On the other hand, sizable centralized software repositories often require the usage of paid cloud services, server hosting, or dedicated hardware. This creates high costs for the operator of a given repository which they have to cover either by asking for donations, much like Wikipedia does, or by selling services and products complementing the repository.
Work Costs Money
The expanded repository’s ecosystem elements however are dependent on participants to invest computing power and their work. Both are not free on the open market, and not everybody wants to commit too much energy without compensation, not even for a good cause. On top of that, money and other means of payment are great ways to attract attention.
However, the question is where these incentives should come from. Currently, the open source community, apart from volunteers, is mainly sponsored by (tech) companies and even governments as of late in an effort to secure the software supply chain. Tech companies and others rely heavily on free, open-source software and thus are interested in its maintenance and continued development. Consequently, they either support projects via donations or allow their employees to contribute. Multiple other constellations are also possible. Another possibility is creating paid services around a given open-source project. MySQL and MongoDB are examples of this approach.
It is currently a hot topic that companies use free, open-source software extensively but do not contribute to these projects.1 The efforts made in the expanded repository ecosystem might help the discussion if incentives are eventually distributed to the developers.
Top-Down Approach
Our general belief is that top-level projects and applications should support their dependencies. A business application using open-source software should help maintain, secure, and develop the given projects.
Furthermore, we believe Witnessable Apps, which require continuous review and verification throughout their life cycle, will become ever more important. This means that projects and businesses that want to adhere to this principle must verify their software and their dependencies.
The Build Verification Network and the Review Network offer exactly the infrastructure and services needed to prove and publish the validity and security of a given software. They consider transitive dependencies and verify a software package as a whole. Funding to verify a top-level application is automatically and partially distributed to its dependencies. As a result, underfunded, essential projects receive more attention to emphasize the security of core projects within the community.
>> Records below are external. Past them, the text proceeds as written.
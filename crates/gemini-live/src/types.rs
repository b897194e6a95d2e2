//! Wire types for the Gemini Live `BidiGenerateContent` WebSocket protocol.
//!
//! Only the subset of the protocol used by the avatar service is modelled.
//! Client messages serialize to the externally tagged camelCase shape the
//! service expects (`{"setup": {...}}`, `{"realtimeInput": {...}}`, ...).

use base64::Engine;
use serde::{Deserialize, Serialize};
use serde_json::Value;

// --- Client -> server ---

#[derive(Serialize, Debug, Clone)]
#[serde(rename_all = "camelCase")]
pub enum ClientMessage {
    Setup(Setup),
    RealtimeInput(RealtimeInput),
    ToolResponse(ToolResponse),
}

/// The first message of every session.
#[derive(Serialize, Debug, Clone, Default)]
#[serde(rename_all = "camelCase")]
pub struct Setup {
    pub model: String,
    pub generation_config: GenerationConfig,
    #[serde(skip_serializing_if = "Option::is_none")]
    pub system_instruction: Option<Content>,
    #[serde(skip_serializing_if = "Vec::is_empty")]
    pub tools: Vec<Tool>,
    #[serde(skip_serializing_if = "Option::is_none")]
    pub realtime_input_config: Option<RealtimeInputConfig>,
    #[serde(skip_serializing_if = "Option::is_none")]
    pub output_audio_transcription: Option<AudioTranscriptionConfig>,
}

impl Setup {
    /// Creates a setup for `model`, adding the `models/` prefix when missing.
    pub fn new(model: &str, modality: ResponseModality) -> Self {
        let model = if model.starts_with("models/") {
            model.to_string()
        } else {
            format!("models/{model}")
        };
        Self {
            model,
            generation_config: GenerationConfig {
                response_modalities: vec![modality],
                speech_config: None,
            },
            ..Default::default()
        }
    }

    pub fn with_voice(mut self, voice_name: impl Into<String>) -> Self {
        self.generation_config.speech_config = Some(SpeechConfig {
            voice_config: VoiceConfig {
                prebuilt_voice_config: PrebuiltVoiceConfig {
                    voice_name: voice_name.into(),
                },
            },
        });
        self
    }

    pub fn with_system_instruction(mut self, text: impl Into<String>) -> Self {
        self.system_instruction = Some(Content::text(text));
        self
    }

    pub fn with_tools(mut self, tools: Vec<Tool>) -> Self {
        self.tools = tools;
        self
    }

    pub fn with_activity_detection(mut self, detection: AutomaticActivityDetection) -> Self {
        self.realtime_input_config = Some(RealtimeInputConfig {
            automatic_activity_detection: detection,
        });
        self
    }

    pub fn with_output_transcription(mut self) -> Self {
        self.output_audio_transcription = Some(AudioTranscriptionConfig {});
        self
    }
}

#[derive(Serialize, Debug, Clone, Default)]
#[serde(rename_all = "camelCase")]
pub struct GenerationConfig {
    pub response_modalities: Vec<ResponseModality>,
    #[serde(skip_serializing_if = "Option::is_none")]
    pub speech_config: Option<SpeechConfig>,
}

#[derive(Serialize, Deserialize, Debug, Clone, Copy, PartialEq, Eq)]
#[serde(rename_all = "UPPERCASE")]
pub enum ResponseModality {
    Text,
    Audio,
}

#[derive(Serialize, Debug, Clone)]
#[serde(rename_all = "camelCase")]
pub struct SpeechConfig {
    pub voice_config: VoiceConfig,
}

#[derive(Serialize, Debug, Clone)]
#[serde(rename_all = "camelCase")]
pub struct VoiceConfig {
    pub prebuilt_voice_config: PrebuiltVoiceConfig,
}

#[derive(Serialize, Debug, Clone)]
#[serde(rename_all = "camelCase")]
pub struct PrebuiltVoiceConfig {
    pub voice_name: String,
}

#[derive(Serialize, Debug, Clone)]
#[serde(rename_all = "camelCase")]
pub struct RealtimeInputConfig {
    pub automatic_activity_detection: AutomaticActivityDetection,
}

#[derive(Serialize, Debug, Clone)]
#[serde(rename_all = "camelCase")]
pub struct AutomaticActivityDetection {
    pub disabled: bool,
    pub start_of_speech_sensitivity: StartSensitivity,
    pub end_of_speech_sensitivity: EndSensitivity,
}

impl Default for AutomaticActivityDetection {
    fn default() -> Self {
        Self {
            disabled: false,
            start_of_speech_sensitivity: StartSensitivity::StartSensitivityLow,
            end_of_speech_sensitivity: EndSensitivity::EndSensitivityLow,
        }
    }
}

#[derive(Serialize, Debug, Clone, Copy)]
#[serde(rename_all = "SCREAMING_SNAKE_CASE")]
pub enum StartSensitivity {
    StartSensitivityHigh,
    StartSensitivityLow,
}

#[derive(Serialize, Debug, Clone, Copy)]
#[serde(rename_all = "SCREAMING_SNAKE_CASE")]
pub enum EndSensitivity {
    EndSensitivityHigh,
    EndSensitivityLow,
}

#[derive(Serialize, Debug, Clone)]
pub struct AudioTranscriptionConfig {}

/// A tool entry in the setup message.
#[derive(Serialize, Debug, Clone, Default)]
#[serde(rename_all = "camelCase")]
pub struct Tool {
    #[serde(skip_serializing_if = "Vec::is_empty")]
    pub function_declarations: Vec<FunctionDeclaration>,
    #[serde(skip_serializing_if = "Option::is_none")]
    pub google_search: Option<GoogleSearch>,
}

impl Tool {
    pub fn functions(function_declarations: Vec<FunctionDeclaration>) -> Self {
        Self {
            function_declarations,
            google_search: None,
        }
    }

    pub fn google_search() -> Self {
        Self {
            function_declarations: Vec::new(),
            google_search: Some(GoogleSearch {}),
        }
    }
}

#[derive(Serialize, Debug, Clone)]
pub struct GoogleSearch {}

#[derive(Serialize, Debug, Clone, PartialEq)]
pub struct FunctionDeclaration {
    pub name: String,
    pub description: String,
    pub parameters: Value,
}

#[derive(Serialize, Deserialize, Debug, Clone, Default, PartialEq)]
pub struct Content {
    #[serde(default, skip_serializing_if = "Option::is_none")]
    pub role: Option<String>,
    #[serde(default)]
    pub parts: Vec<Part>,
}

impl Content {
    pub fn text(text: impl Into<String>) -> Self {
        Self {
            role: None,
            parts: vec![Part {
                text: Some(text.into()),
                inline_data: None,
            }],
        }
    }
}

#[derive(Serialize, Deserialize, Debug, Clone, Default, PartialEq)]
#[serde(rename_all = "camelCase")]
pub struct Part {
    #[serde(default, skip_serializing_if = "Option::is_none")]
    pub text: Option<String>,
    #[serde(default, skip_serializing_if = "Option::is_none")]
    pub inline_data: Option<Blob>,
}

/// Binary payload; `data` is base64 on the wire.
#[derive(Serialize, Deserialize, Debug, Clone, PartialEq)]
#[serde(rename_all = "camelCase")]
pub struct Blob {
    #[serde(default)]
    pub mime_type: String,
    pub data: String,
}

impl Blob {
    pub fn new(mime_type: impl Into<String>, bytes: &[u8]) -> Self {
        Self {
            mime_type: mime_type.into(),
            data: base64::engine::general_purpose::STANDARD.encode(bytes),
        }
    }

    pub fn decode(&self) -> anyhow::Result<Vec<u8>> {
        Ok(base64::engine::general_purpose::STANDARD.decode(&self.data)?)
    }
}

pub const PCM16_INPUT_MIME: &str = "audio/pcm;rate=16000";
pub const JPEG_MIME: &str = "image/jpeg";

/// One realtime input chunk. Exactly one field is set.
#[derive(Serialize, Debug, Clone, Default, PartialEq)]
pub struct RealtimeInput {
    #[serde(skip_serializing_if = "Option::is_none")]
    pub audio: Option<Blob>,
    #[serde(skip_serializing_if = "Option::is_none")]
    pub video: Option<Blob>,
    #[serde(skip_serializing_if = "Option::is_none")]
    pub text: Option<String>,
}

impl RealtimeInput {
    /// 16 kHz little-endian PCM16 microphone audio.
    pub fn audio(pcm: &[u8]) -> Self {
        Self {
            audio: Some(Blob::new(PCM16_INPUT_MIME, pcm)),
            ..Default::default()
        }
    }

    /// A single JPEG frame.
    pub fn image(jpeg: &[u8]) -> Self {
        Self {
            video: Some(Blob::new(JPEG_MIME, jpeg)),
            ..Default::default()
        }
    }

    pub fn text(text: impl Into<String>) -> Self {
        Self {
            text: Some(text.into()),
            ..Default::default()
        }
    }
}

#[derive(Serialize, Debug, Clone, PartialEq)]
#[serde(rename_all = "camelCase")]
pub struct ToolResponse {
    pub function_responses: Vec<FunctionResponse>,
}

#[derive(Serialize, Debug, Clone, PartialEq)]
pub struct FunctionResponse {
    #[serde(skip_serializing_if = "Option::is_none")]
    pub id: Option<String>,
    pub name: String,
    pub response: Value,
}

// --- Server -> client ---

#[derive(Deserialize, Debug, Default)]
#[serde(rename_all = "camelCase")]
pub struct ServerMessage {
    pub setup_complete: Option<Value>,
    pub server_content: Option<ServerContent>,
    pub tool_call: Option<ToolCall>,
    pub tool_call_cancellation: Option<ToolCallCancellation>,
    pub go_away: Option<GoAway>,
}

#[derive(Deserialize, Debug, Clone, Default, PartialEq)]
#[serde(rename_all = "camelCase")]
pub struct ServerContent {
    pub model_turn: Option<Content>,
    #[serde(default)]
    pub turn_complete: bool,
    #[serde(default)]
    pub interrupted: bool,
    #[serde(default)]
    pub generation_complete: bool,
    pub input_transcription: Option<Transcription>,
    pub output_transcription: Option<Transcription>,
}

impl ServerContent {
    /// Inline audio blobs carried by the model turn, in part order.
    pub fn inline_audio(&self) -> impl Iterator<Item = &Blob> {
        self.model_turn
            .iter()
            .flat_map(|turn| turn.parts.iter())
            .filter_map(|part| part.inline_data.as_ref())
    }
}

#[derive(Deserialize, Debug, Clone, Default, PartialEq)]
pub struct Transcription {
    #[serde(default)]
    pub text: String,
}

#[derive(Deserialize, Debug, Clone, Default, PartialEq)]
#[serde(rename_all = "camelCase")]
pub struct ToolCall {
    #[serde(default)]
    pub function_calls: Vec<FunctionCall>,
}

#[derive(Deserialize, Debug, Clone, PartialEq)]
pub struct FunctionCall {
    pub id: Option<String>,
    pub name: String,
    #[serde(default)]
    pub args: Value,
}

#[derive(Deserialize, Debug, Clone, Default, PartialEq)]
pub struct ToolCallCancellation {
    #[serde(default)]
    pub ids: Vec<String>,
}

#[derive(Deserialize, Debug, Clone, Default, PartialEq)]
#[serde(rename_all = "camelCase")]
pub struct GoAway {
    pub time_left: Option<String>,
}

/// A server message reduced to the variant the session cares about.
#[derive(Debug, Clone, PartialEq)]
pub enum LiveEvent {
    Content(ServerContent),
    ToolCall(ToolCall),
    ToolCallCancellation(ToolCallCancellation),
    GoAway(GoAway),
}

impl ServerMessage {
    /// `None` for messages without session-relevant payload (setup acks, usage metadata).
    pub fn into_event(self) -> Option<LiveEvent> {
        if let Some(call) = self.tool_call {
            Some(LiveEvent::ToolCall(call))
        } else if let Some(content) = self.server_content {
            Some(LiveEvent::Content(content))
        } else if let Some(cancellation) = self.tool_call_cancellation {
            Some(LiveEvent::ToolCallCancellation(cancellation))
        } else {
            self.go_away.map(LiveEvent::GoAway)
        }
    }
}
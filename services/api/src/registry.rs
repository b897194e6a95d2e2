//! Process-wide index of live sessions.

use crate::ws::state::Session;
use std::{collections::HashMap, sync::Arc};
use tokio::sync::Mutex;
use uuid::Uuid;

/// Sessions by id. Only the orchestrator inserts and removes.
#[derive(Default)]
pub struct SessionRegistry {
    sessions: Mutex<HashMap<Uuid, Arc<Session>>>,
}

impl SessionRegistry {
    pub fn new() -> Self {
        Self::default()
    }

    pub async fn insert(&self, session: Arc<Session>) {
        self.sessions.lock().await.insert(session.id, session);
    }

    pub async fn remove(&self, id: Uuid) -> Option<Arc<Session>> {
        self.sessions.lock().await.remove(&id)
    }

    pub async fn get(&self, id: Uuid) -> Option<Arc<Session>> {
        self.sessions.lock().await.get(&id).cloned()
    }

    pub async fn len(&self) -> usize {
        self.sessions.lock().await.len()
    }

    pub async fn is_empty(&self) -> bool {
        self.len().await == 0
    }
}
A company that offers its users a critical application, for example, an online banking app or a data storage service, has to create ’trust’ in said application. As we shift into a zero-trust or trustless world, this can only be achieved through public verification. One way to accomplish this is to publish a witnessable app within the dRepo. Consequently, these companies have to invest in the security of their software. The verification in the dRepo’s expanded ecosystem does not come for free, as large amounts of work have to be done by participants. Thus, they must contribute incentives to the networks for workers to verify their published applications from top to bottom.
Incentives Distribution: All of an application's dependencies must be reviewed and verified for the top-level application to be verified as well. The application owner must invest in this process. Incentives get distributed to all dependencies for their verification. The effects are multiplied if numerous top-level applications use the same dependencies.
As ransomware and phishing attacks become prevalent in mainstream media, consumers, companies, and governments become more aware of security issues. As a result, consumers demand secure applications, while companies and governments become more willing to invest in security. SLSA and other initiatives are evidence of that.
The rising public security awareness will force a shift in society towards more openness, as it is given through witnessable apps. Not issuing public, trustless verification will become a sign of potentially malicious behavior and generally deny their users self-governance. Furthermore, new architectures and user experience patterns will evolve from witnessable apps which closed systems cannot comply with.